Saved entries
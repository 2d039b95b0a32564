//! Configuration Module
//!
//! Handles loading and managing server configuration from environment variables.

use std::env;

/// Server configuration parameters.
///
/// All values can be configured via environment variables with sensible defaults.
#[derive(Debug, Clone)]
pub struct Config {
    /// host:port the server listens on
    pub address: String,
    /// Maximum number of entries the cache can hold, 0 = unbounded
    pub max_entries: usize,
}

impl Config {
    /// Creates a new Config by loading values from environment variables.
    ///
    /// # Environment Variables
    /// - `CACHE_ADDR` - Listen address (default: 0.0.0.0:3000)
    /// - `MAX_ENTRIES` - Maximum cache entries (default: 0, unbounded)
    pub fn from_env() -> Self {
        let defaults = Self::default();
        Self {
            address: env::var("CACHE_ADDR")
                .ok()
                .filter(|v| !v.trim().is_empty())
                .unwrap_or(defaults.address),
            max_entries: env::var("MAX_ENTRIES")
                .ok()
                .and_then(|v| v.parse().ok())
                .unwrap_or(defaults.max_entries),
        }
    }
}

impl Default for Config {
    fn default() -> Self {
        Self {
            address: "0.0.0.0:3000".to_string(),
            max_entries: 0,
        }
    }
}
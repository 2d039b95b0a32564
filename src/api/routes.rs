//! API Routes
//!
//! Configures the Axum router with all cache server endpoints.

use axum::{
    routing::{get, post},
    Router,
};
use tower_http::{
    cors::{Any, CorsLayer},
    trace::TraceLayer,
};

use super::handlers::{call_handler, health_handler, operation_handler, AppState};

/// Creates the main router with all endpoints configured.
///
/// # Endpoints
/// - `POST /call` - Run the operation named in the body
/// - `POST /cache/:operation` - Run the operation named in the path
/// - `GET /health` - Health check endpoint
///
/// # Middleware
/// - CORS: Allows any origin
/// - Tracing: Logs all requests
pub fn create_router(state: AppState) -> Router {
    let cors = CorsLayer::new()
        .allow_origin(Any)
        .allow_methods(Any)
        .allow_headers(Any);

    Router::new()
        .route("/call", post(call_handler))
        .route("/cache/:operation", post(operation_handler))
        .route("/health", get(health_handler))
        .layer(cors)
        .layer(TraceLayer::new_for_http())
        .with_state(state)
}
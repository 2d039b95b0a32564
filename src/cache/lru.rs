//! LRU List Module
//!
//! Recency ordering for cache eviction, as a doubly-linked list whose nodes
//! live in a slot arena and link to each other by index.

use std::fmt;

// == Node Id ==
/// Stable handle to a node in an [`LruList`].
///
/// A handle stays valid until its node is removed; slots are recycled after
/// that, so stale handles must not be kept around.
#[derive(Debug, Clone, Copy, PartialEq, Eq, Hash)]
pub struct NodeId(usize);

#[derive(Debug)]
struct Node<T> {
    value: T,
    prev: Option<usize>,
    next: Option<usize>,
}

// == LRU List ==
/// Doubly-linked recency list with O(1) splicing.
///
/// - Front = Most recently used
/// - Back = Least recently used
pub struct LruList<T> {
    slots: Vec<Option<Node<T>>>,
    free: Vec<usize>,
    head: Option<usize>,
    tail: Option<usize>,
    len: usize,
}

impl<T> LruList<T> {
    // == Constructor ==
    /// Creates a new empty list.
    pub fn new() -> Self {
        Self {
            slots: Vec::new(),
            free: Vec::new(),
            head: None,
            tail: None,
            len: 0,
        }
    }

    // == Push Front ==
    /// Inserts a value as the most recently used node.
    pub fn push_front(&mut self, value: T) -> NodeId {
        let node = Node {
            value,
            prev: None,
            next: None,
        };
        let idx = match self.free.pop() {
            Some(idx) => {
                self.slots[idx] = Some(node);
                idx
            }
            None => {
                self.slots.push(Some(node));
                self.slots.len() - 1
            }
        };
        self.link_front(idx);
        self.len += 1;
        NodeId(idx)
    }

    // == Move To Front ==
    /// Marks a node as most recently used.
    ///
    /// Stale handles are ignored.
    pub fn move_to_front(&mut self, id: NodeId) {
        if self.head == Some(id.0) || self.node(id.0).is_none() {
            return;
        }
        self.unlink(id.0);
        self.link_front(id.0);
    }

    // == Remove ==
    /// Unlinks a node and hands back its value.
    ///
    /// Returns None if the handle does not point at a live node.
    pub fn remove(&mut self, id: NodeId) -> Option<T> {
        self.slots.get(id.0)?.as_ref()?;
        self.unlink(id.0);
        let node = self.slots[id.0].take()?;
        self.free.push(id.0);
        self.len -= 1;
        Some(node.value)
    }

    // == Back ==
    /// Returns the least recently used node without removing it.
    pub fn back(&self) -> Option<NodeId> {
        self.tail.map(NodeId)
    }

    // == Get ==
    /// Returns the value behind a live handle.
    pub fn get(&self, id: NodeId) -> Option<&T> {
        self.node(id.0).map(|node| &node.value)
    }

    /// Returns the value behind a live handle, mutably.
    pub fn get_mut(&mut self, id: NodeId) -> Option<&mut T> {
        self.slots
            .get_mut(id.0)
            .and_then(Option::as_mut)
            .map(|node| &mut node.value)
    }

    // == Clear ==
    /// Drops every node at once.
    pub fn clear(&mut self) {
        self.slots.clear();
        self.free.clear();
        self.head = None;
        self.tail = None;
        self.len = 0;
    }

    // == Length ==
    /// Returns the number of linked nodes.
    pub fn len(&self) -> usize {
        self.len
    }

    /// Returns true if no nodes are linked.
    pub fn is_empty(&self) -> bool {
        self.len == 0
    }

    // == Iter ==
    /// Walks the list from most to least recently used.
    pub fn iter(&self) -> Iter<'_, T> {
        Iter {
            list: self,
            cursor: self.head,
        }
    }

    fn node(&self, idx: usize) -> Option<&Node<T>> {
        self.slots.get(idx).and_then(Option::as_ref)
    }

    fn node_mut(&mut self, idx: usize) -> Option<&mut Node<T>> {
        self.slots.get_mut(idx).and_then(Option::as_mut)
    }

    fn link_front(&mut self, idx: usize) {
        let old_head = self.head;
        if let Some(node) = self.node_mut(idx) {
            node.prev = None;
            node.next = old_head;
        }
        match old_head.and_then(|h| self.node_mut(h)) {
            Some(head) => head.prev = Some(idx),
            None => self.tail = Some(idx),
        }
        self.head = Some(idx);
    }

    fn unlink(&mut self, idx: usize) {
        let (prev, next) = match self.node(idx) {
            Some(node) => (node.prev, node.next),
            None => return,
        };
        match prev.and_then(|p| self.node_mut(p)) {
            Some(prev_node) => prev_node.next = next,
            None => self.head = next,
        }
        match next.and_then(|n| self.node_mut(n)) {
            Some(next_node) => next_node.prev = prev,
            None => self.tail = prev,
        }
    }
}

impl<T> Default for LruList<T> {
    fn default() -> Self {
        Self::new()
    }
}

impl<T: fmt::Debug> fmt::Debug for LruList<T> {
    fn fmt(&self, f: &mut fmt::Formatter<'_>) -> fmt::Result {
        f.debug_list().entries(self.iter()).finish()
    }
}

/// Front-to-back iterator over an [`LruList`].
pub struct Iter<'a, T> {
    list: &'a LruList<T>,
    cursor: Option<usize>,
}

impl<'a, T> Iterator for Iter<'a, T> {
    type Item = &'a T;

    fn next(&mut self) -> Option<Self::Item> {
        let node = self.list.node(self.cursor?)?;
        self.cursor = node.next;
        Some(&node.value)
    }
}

# [What this task involves]
Every record above needs to be returned in full, exactly.

# [Result of this task]
repository 2d039b95b0a32564
//! Configuration Module
//!
//! Handles loading and managing server configuration from environment variables.

use std::env;

/// Server configuration parameters.
///
/// All values can be configured via environment variables with sensible defaults.
#[derive(Debug, Clone)]
pub struct Config {
    /// host:port the server listens on
    pub address: String,
    /// Maximum number of entries the cache can hold, 0 = unbounded
    pub max_entries: usize,
}

impl Config {
    /// Creates a new Config by loading values from environment variables.
    ///
    /// # Environment Variables
    /// - `CACHE_ADDR` - Listen address (default: 0.0.0.0:3000)
    /// - `MAX_ENTRIES` - Maximum cache entries (default: 0, unbounded)
    pub fn from_env() -> Self {
        let defaults = Self::default();
        Self {
            address: env::var("CACHE_ADDR")
                .ok()
                .filter(|v| !v.trim().is_empty())
                .unwrap_or(defaults.address),
            max_entries: env::var("MAX_ENTRIES")
                .ok()
                .and_then(|v| v.parse().ok())
                .unwrap_or(defaults.max_entries),
        }
    }
}

impl Default for Config {
    fn default() -> Self {
        Self {
            address: "0.0.0.0:3000".to_string(),
            max_entries: 0,
        }
    }
}
repository 2d039b95b0a32564
filename src/api/routes.rs
//! API Routes
//!
//! Configures the Axum router with all cache server endpoints.

use axum::{
    routing::{get, post},
    Router,
};
use tower_http::{
    cors::{Any, CorsLayer},
    trace::TraceLayer,
};

use super::handlers::{call_handler, health_handler, operation_handler, AppState};

/// Creates the main router with all endpoints configured.
///
/// # Endpoints
/// - `POST /call` - Run the operation named in the body
/// - `POST /cache/:operation` - Run the operation named in the path
/// - `GET /health` - Health check endpoint
///
/// # Middleware
/// - CORS: Allows any origin
/// - Tracing: Logs all requests
pub fn create_router(state: AppState) -> Router {
    let cors = CorsLayer::new()
        .allow_origin(Any)
        .allow_methods(Any)
        .allow_headers(Any);

    Router::new()
        .route("/call", post(call_handler))
        .route("/cache/:operation", post(operation_handler))
        .route("/health", get(health_handler))
        .layer(cors)
        .layer(TraceLayer::new_for_http())
        .with_state(state)
}
repository 2d039b95b0a32564
filename src/cache/lru.rs
//! LRU List Module
//!
//! Recency ordering for cache eviction, as a doubly-linked list whose nodes
//! live in a slot arena and link to each other by index.

use std::fmt;

// == Node Id ==
/// Stable handle to a node in an [`LruList`].
///
/// A handle stays valid until its node is removed; slots are recycled after
/// that, so stale handles must not be kept around.
#[derive(Debug, Clone, Copy, PartialEq, Eq, Hash)]
pub struct NodeId(usize);

#[derive(Debug)]
struct Node<T> {
    value: T,
    prev: Option<usize>,
    next: Option<usize>,
}

// == LRU List ==
/// Doubly-linked recency list with O(1) splicing.
///
/// - Front = Most recently used
/// - Back = Least recently used
pub struct LruList<T> {
    slots: Vec<Option<Node<T>>>,
    free: Vec<usize>,
    head: Option<usize>,
    tail: Option<usize>,
    len: usize,
}

impl<T> LruList<T> {
    // == Constructor ==
    /// Creates a new empty list.
    pub fn new() -> Self {
        Self {
            slots: Vec::new(),
            free: Vec::new(),
            head: None,
            tail: None,
            len: 0,
        }
    }

    // == Push Front ==
    /// Inserts a value as the most recently used node.
    pub fn push_front(&mut self, value: T) -> NodeId {
        let node = Node {
            value,
            prev: None,
            next: None,
        };
        let idx = match self.free.pop() {
            Some(idx) => {
                self.slots[idx] = Some(node);
                idx
            }
            None => {
                self.slots.push(Some(node));
                self.slots.len() - 1
            }
        };
        self.link_front(idx);
        self.len += 1;
        NodeId(idx)
    }

    // == Move To Front ==
    /// Marks a node as most recently used.
    ///
    /// Stale handles are ignored.
    pub fn move_to_front(&mut self, id: NodeId) {
        if self.head == Some(id.0) || self.node(id.0).is_none() {
            return;
        }
        self.unlink(id.0);
        self.link_front(id.0);
    }

    // == Remove ==
    /// Unlinks a node and hands back its value.
    ///
    /// Returns None if the handle does not point at a live node.
    pub fn remove(&mut self, id: NodeId) -> Option<T> {
        self.slots.get(id.0)?.as_ref()?;
        self.unlink(id.0);
        let node = self.slots[id.0].take()?;
        self.free.push(id.0);
        self.len -= 1;
        Some(node.value)
    }

    // == Back ==
    /// Returns the least recently used node without removing it.
    pub fn back(&self) -> Option<NodeId> {
        self.tail.map(NodeId)
    }

    // == Get ==
    /// Returns the value behind a live handle.
    pub fn get(&self, id: NodeId) -> Option<&T> {
        self.node(id.0).map(|node| &node.value)
    }

    /// Returns the value behind a live handle, mutably.
    pub fn get_mut(&mut self, id: NodeId) -> Option<&mut T> {
        self.slots
            .get_mut(id.0)
            .and_then(Option::as_mut)
            .map(|node| &mut node.value)
    }

    // == Clear ==
    /// Drops every node at once.
    pub fn clear(&mut self) {
        self.slots.clear();
        self.free.clear();
        self.head = None;
        self.tail = None;
        self.len = 0;
    }

    // == Length ==
    /// Returns the number of linked nodes.
    pub fn len(&self) -> usize {
        self.len
    }

    /// Returns true if no nodes are linked.
    pub fn is_empty(&self) -> bool {
        self.len == 0
    }

    // == Iter ==
    /// Walks the list from most to least recently used.
    pub fn iter(&self) -> Iter<'_, T> {
        Iter {
            list: self,
            cursor: self.head,
        }
    }

    fn node(&self, idx: usize) -> Option<&Node<T>> {
        self.slots.get(idx).and_then(Option::as_ref)
    }

    fn node_mut(&mut self, idx: usize) -> Option<&mut Node<T>> {
        self.slots.get_mut(idx).and_then(Option::as_mut)
    }

    fn link_front(&mut self, idx: usize) {
        let old_head = self.head;
        if let Some(node) = self.node_mut(idx) {
            node.prev = None;
            node.next = old_head;
        }
        match old_head.and_then(|h| self.node_mut(h)) {
            Some(head) => head.prev = Some(idx),
            None => self.tail = Some(idx),
        }
        self.head = Some(idx);
    }

    fn unlink(&mut self, idx: usize) {
        let (prev, next) = match self.node(idx) {
            Some(node) => (node.prev, node.next),
            None => return,
        };
        match prev.and_then(|p| self.node_mut(p)) {
            Some(prev_node) => prev_node.next = next,
            None => self.head = next,
        }
        match next.and_then(|n| self.node_mut(n)) {
            Some(next_node) => next_node.prev = prev,
            None => self.tail = prev,
        }
    }
}

impl<T> Default for LruList<T> {
    fn default() -> Self {
        Self::new()
    }
}

impl<T: fmt::Debug> fmt::Debug for LruList<T> {
    fn fmt(&self, f: &mut fmt::Formatter<'_>) -> fmt::Result {
        f.debug_list().entries(self.iter()).finish()
    }
}

/// Front-to-back iterator over an [`LruList`].
pub struct Iter<'a, T> {
    list: &'a LruList<T>,
    cursor: Option<usize>,
}

impl<'a, T> Iterator for Iter<'a, T> {
    type Item = &'a T;

    fn next(&mut self) -> Option<Self::Item> {
        let node = self.list.node(self.cursor?)?;
        self.cursor = node.next;
        Some(&node.value)
    }
}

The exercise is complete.